#### PROBLEM TO WORK ON:
Scan the records for the word "TickInput". Copy each line that includes it.

=-=-=

//! Terminal input - turns crossterm key events into per-tick input
//!
//! Terminals that support keyboard enhancement report key releases, so
//! backspace can be tracked as truly held and the game's own repeat timing
//! applies. Other terminals only send presses (auto-repeated by the
//! terminal); each press is then a one-tick pulse.

use crossterm::event::{self, Event, KeyCode, KeyEvent, KeyEventKind, KeyModifiers};
use std::io;
use std::time::Instant;

use crate::interaction::{KeyState, TickInput};

/// Everything collected between two ticks
#[derive(Debug, Default)]
pub struct PolledInput {
    pub tick: TickInput,
    pub quit: bool,
    pub toggle_log: bool,
}

#[derive(Debug)]
pub struct TerminalInput {
    /// Release events are reported
    enhanced: bool,
    backspace_down: bool,
}

impl TerminalInput {
    pub fn new(enhanced: bool) -> Self {
        Self {
            enhanced,
            backspace_down: false,
        }
    }

    /// Drain key events until `deadline`
    pub fn collect_until(&mut self, deadline: Instant) -> io::Result<PolledInput> {
        let mut polled = PolledInput::default();
        let mut pulse = false;

        loop {
            let timeout = deadline.saturating_duration_since(Instant::now());
            if !event::poll(timeout)? {
                break;
            }
            if let Event::Key(key) = event::read()? {
                self.apply(key, &mut polled, &mut pulse);
            }
            if Instant::now() >= deadline {
                break;
            }
        }

        polled.tick.backspace = if self.backspace_down || pulse {
            KeyState::Held
        } else {
            KeyState::Up
        };
        Ok(polled)
    }

    fn apply(&mut self, key: KeyEvent, polled: &mut PolledInput, pulse: &mut bool) {
        match (key.code, key.kind) {
            (KeyCode::Esc, KeyEventKind::Press) => polled.quit = true,
            (KeyCode::Char('c'), KeyEventKind::Press)
                if key.modifiers.contains(KeyModifiers::CONTROL) =>
            {
                polled.quit = true
            }
            (KeyCode::Tab, KeyEventKind::Press) => polled.toggle_log = true,
            (KeyCode::Backspace, KeyEventKind::Press) => {
                if self.enhanced {
                    self.backspace_down = true;
                } else {
                    *pulse = true;
                }
            }
            (KeyCode::Backspace, KeyEventKind::Repeat) if !self.enhanced => *pulse = true,
            (KeyCode::Backspace, KeyEventKind::Release) => self.backspace_down = false,
            (KeyCode::Char(c), KeyEventKind::Press | KeyEventKind::Repeat) => {
                polled.tick.typed.push(c);
            }
            _ => {}
        }
    }
}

=-=-=

#### COMPLETED EXERCISE:
use crate::interaction::{KeyState, TickInput};
    pub tick: TickInput,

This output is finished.